Why Titanium is the Best Material for Seawater Desalination?

Titanium is the best material to resist the corrosion performance of seawater at room temperature, and it has excellent corrosion resistance even in polluted seawater, hot seawater (less than 120 °C), sea mud and flowing seawater. Its excellent corrosion resistance is ascribed to good self-passivation. The surface oxide film or passivation film can quickly repair and restore itself when titanium is subjected to some degree of damage. Titanium surface can form a strong adhesion and tough oxide film in marine media. So its corrosion resistance is more than other metals. According to the existing desalination project, even if the flow rate of water is 10 m-s, the titanium tube will not appear any denudation, cavitation, or impact corrosion. In addition, in titanium SD equipment with the flow rate of water 3~5 m s-1, the phenomenon of biological fouling is the slightest. It is well proven to be reliable that the world's millions of meters of titanium tubes are used in desalination projects.
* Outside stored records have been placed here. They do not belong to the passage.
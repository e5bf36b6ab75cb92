use glam::{UVec2, Vec3, Vec4};
use morph::mesh::MeshBuilder;
use morph::nodes::{generate_grid, ZygoteOptions, ZygoteShape};
use morph::program::{parse_program_text, BindingSlot, Program, ProgramLoader, ProgramRegistry};
use morph::sim::{HostDoubleBuffer, HostProgram, NodeBuffers, Simulation};
use morph::{reconstruct, MeshColoring, MorphError, MorphNode, NodeStore};
use std::fs;
use std::path::PathBuf;

fn grid(samples: u32, with_faces: bool) -> NodeStore {
    NodeStore::from_nodes(&generate_grid(
        UVec2::splat(samples),
        &ZygoteOptions {
            shape: ZygoteShape::Plane,
            with_faces,
            jitter: 0.0,
            seed: 7,
        },
    ))
}

#[test]
fn seed_round_trip() {
    let mut buffers = HostDoubleBuffer::allocate(100).unwrap();
    let store = grid(5, true);
    buffers.write(0, &store).unwrap();
    assert_eq!(buffers.read(0, store.len()).unwrap(), store);
}

#[test]
fn zero_iterations_leave_the_seed() {
    let mut simulation = Simulation::new(HostDoubleBuffer::allocate(100).unwrap());
    let store = grid(4, false);
    simulation.seed(store.clone()).unwrap();
    assert_eq!(simulation.run(&HostProgram::spring(), 0).unwrap(), 0);
    assert_eq!(simulation.read_result().unwrap(), store);
}

#[test]
fn identity_reproduces_the_seed_for_every_k() {
    let mut simulation = Simulation::new(HostDoubleBuffer::allocate(100).unwrap());
    let store = grid(6, true);
    simulation.seed(store.clone()).unwrap();
    for k in 0..7 {
        assert_eq!(simulation.run(&HostProgram::identity(), k).unwrap(), k % 2);
        assert_eq!(simulation.read_result().unwrap(), store);
    }
}

#[test]
fn steps_only_see_the_previous_iteration() {
    // every node becomes the sum of its right neighbor's previous data.x and 1
    let program = HostProgram::from_fn("chain", Vec::new(), |i, source, _| {
        let mut node = source.node(i).unwrap_or_default();
        let right = source.neighbor(i, 0).map_or(0.0, |n| n.data.x);
        node.data.x = right + 1.0;
        node
    });
    let mut simulation = Simulation::new(HostDoubleBuffer::allocate(16).unwrap());
    simulation.seed(grid(4, false)).unwrap();
    simulation.run(&program, 2).unwrap();
    let result = simulation.read_result().unwrap();
    // with read-only sources, two steps can only carry data two links along
    let row: Vec<f32> = (0..4).map(|x| result.node_at(x).unwrap().data.x).collect();
    assert_eq!(row, vec![2.0, 2.0, 2.0, 1.0]);
}

#[test]
fn degenerate_quad_contributes_nothing() {
    let mut builder = MeshBuilder::new();
    let a = Vec3::ZERO;
    let b = Vec3::ZERO;
    let c = Vec3::X;
    let d = Vec3::X;
    assert!(!builder.add_triangle_face(a, b, c, [1.0; 4]));
    assert!(!builder.add_triangle_face(a, c, d, [1.0; 4]));
    let mesh = builder.build();
    assert!(mesh.vertices.is_empty());
    assert!(mesh.indices.is_empty());
}

#[test]
fn two_by_two_grid_is_one_upward_quad() {
    for with_faces in [false, true] {
        let mesh = reconstruct(&grid(2, with_faces), &MeshColoring::default());
        assert_eq!(mesh.triangle_count(), 2);
        assert_eq!(mesh.indices.len(), 6);
        for vertex in &mesh.vertices {
            assert_eq!(Vec3::from_array(vertex.normal), Vec3::Y);
        }
    }
    let single = reconstruct(&grid(1, false), &MeshColoring::default());
    assert_eq!(single.triangle_count(), 0);
}

#[test]
fn growth_keeps_boundary_pinned() {
    let store = grid(5, false);
    let mut simulation = Simulation::new(HostDoubleBuffer::allocate(64).unwrap());
    simulation.seed(store.clone()).unwrap();
    simulation.run(&HostProgram::spring(), 20).unwrap();
    let result = simulation.read_result().unwrap();

    for (before, after) in store.iter().zip(result.iter()) {
        if before.is_boundary() {
            assert_eq!(after.pos, before.pos);
            assert_eq!(after.vel, Vec4::ZERO);
        } else {
            // gravity pulls the interior below the plane
            assert!(after.pos.y < 0.0);
        }
        assert_eq!(after.neighbors, before.neighbors);
    }
}

#[test]
fn seed_over_capacity_is_rejected() {
    let mut simulation = Simulation::new(HostDoubleBuffer::allocate(3).unwrap());
    let err = simulation.seed(grid(2, false)).unwrap_err();
    assert!(matches!(err, MorphError::Capacity { .. } | MorphError::IndexOutOfBounds { .. }));
}

#[test]
fn wrong_header_order_fails_to_parse() {
    let text = "speed 5.0 comps 4 min -1.0 max 1.0 default 0.0 0.0 0.0 0.0 END_USER_UNIFS fn main() {}";
    assert!(matches!(
        parse_program_text(text),
        Err(MorphError::MalformedHeader { .. })
    ));
}

fn temp_shader_dir(name: &str) -> PathBuf {
    let dir = std::env::temp_dir().join(name);
    fs::create_dir_all(&dir).unwrap();
    dir
}

const SCALE_PROGRAM: &str = "\
scale comps 1 min 0.0 max 10.0 speed 0.1 default 1.0
END_USER_UNIFS
@group(3) @binding(0) var<uniform> scale: vec4<f32>;

@compute @workgroup_size(64)
fn main(@builtin(global_invocation_id) gid: vec3<u32>) {
    let i = gid.x;
    if (i >= u32(num_nodes)) {
        return;
    }
    out_pos[i] = pos_buf[i] * scale.x;
    out_vel[i] = vel_buf[i];
    out_neighbors[i] = neighbors_buf[i];
    out_data[i] = data_buf[i];
}
";

#[test]
fn reload_keeps_active_index_and_survives_bad_files() {
    let dir = temp_shader_dir("morph_reload_test");
    fs::write(dir.join("scale.wgsl"), SCALE_PROGRAM).unwrap();
    fs::write(dir.join("copy.wgsl"), SCALE_PROGRAM.replace("* scale.x", "")).unwrap();
    let loader = ProgramLoader::new(&dir);

    let mut registry = ProgramRegistry::new();
    registry.replace_all(
        loader
            .load_all(&["copy.wgsl".to_string(), "scale.wgsl".to_string()])
            .unwrap(),
    );
    registry.set_active_by_name("scale").unwrap();
    registry
        .active_mut()
        .unwrap()
        .user_unif_mut("scale")
        .unwrap()
        .set_value(&[3.0]);
    let generation = registry.active().unwrap().generation;

    // same name, fresh compile
    let index = registry.reload("scale", || loader.load("scale.wgsl")).unwrap();
    assert_eq!(index, 1);
    assert_eq!(registry.active_index(), 1);
    assert_ne!(registry.active().unwrap().generation, generation);
    assert_eq!(registry.active().unwrap().user_unif("scale").unwrap().value(), &[3.0]);

    // a malformed file leaves the registered program alone
    fs::write(dir.join("scale.wgsl"), "scale comps 1 min 0.0 END_USER_UNIFS").unwrap();
    let before = registry.active().unwrap().generation;
    assert!(registry.reload("scale", || loader.load("scale.wgsl")).is_err());
    assert_eq!(registry.active().unwrap().generation, before);
    assert_eq!(registry.active_index(), 1);
}

#[test]
fn reload_rejects_programs_that_cannot_be_bound() {
    let dir = temp_shader_dir("morph_unbindable_reload_test");
    fs::write(dir.join("scale.wgsl"), SCALE_PROGRAM).unwrap();
    let loader = ProgramLoader::new(&dir);
    let mut registry = ProgramRegistry::new();
    registry.register(loader.load("scale.wgsl").unwrap());
    let before = registry.active().unwrap().generation;

    // valid WGSL, but past the bind groups a pipeline can use
    let past_limit = SCALE_PROGRAM.replace("@group(3) @binding(0)", "@group(8) @binding(0)");
    fs::write(dir.join("scale.wgsl"), past_limit).unwrap();
    assert!(matches!(
        registry.reload("scale", || loader.load("scale.wgsl")),
        Err(MorphError::Binding { .. })
    ));

    // a global the driver has nothing to bind to
    let stray = SCALE_PROGRAM
        .replace("var<uniform> scale", "var<uniform> stray")
        .replace("* scale.x", "* stray.x");
    fs::write(dir.join("scale.wgsl"), stray).unwrap();
    assert!(matches!(
        registry.reload("scale", || loader.load("scale.wgsl")),
        Err(MorphError::Binding { .. })
    ));

    let active = registry.active().unwrap();
    assert_eq!(active.generation, before);
    assert_eq!(
        active.handles.user_unifs,
        vec![Some(BindingSlot { group: 3, binding: 0 })]
    );
}

#[test]
fn faces_pass_through_growth() {
    let store = grid(3, true);
    let faces: Vec<MorphNode> = store.iter().filter(|n| n.pos.w == 1.0).collect();
    assert_eq!(faces.len(), 4);

    let mut simulation = Simulation::new(HostDoubleBuffer::allocate(64).unwrap());
    simulation.seed(store).unwrap();
    simulation.run(&HostProgram::spring(), 3).unwrap();
    let result = simulation.read_result().unwrap();
    let after: Vec<MorphNode> = result.iter().filter(|n| n.pos.w == 1.0).collect();
    assert_eq!(after, faces);
}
Titanium tubes have a longer service life in usage performance. The seawater is often mixed with sediment and sea creatures, which easily attach to the heat transfer tube and the end of the pipe. This will erode the copper alloy pipe. However, titanium pipe will not appear this problem. In particular, when oxygen has to be injected to kill bacteria in seawater, it is necessary to use titanium tubes with good corrosion resistance.

Although the thermal conductivity of titanium is not high, the type of heat transfer between surface and steam is droplet condensation. The heat transfer pipe is a small-calibre circular tube. The copper alloy pipe and other wall thicknesses are generally 0.9~1.2 mm under the premise of satisfying the strength. By reducing the thickness of the thin wall of the pipe, the thermal resistance can be reduced. The wall thickness of titanium pipe is much thinner and has higher thermal conductivity compared to B30 copper. For the titanium pipe, it can not only save costs but also improve the heat exchange coefficient. At the same time, because the heat transfer model of titanium pipe surface and steam is drip condensation, the thermal resistance is reduced, and the heat transfer performance of titanium is significantly improved.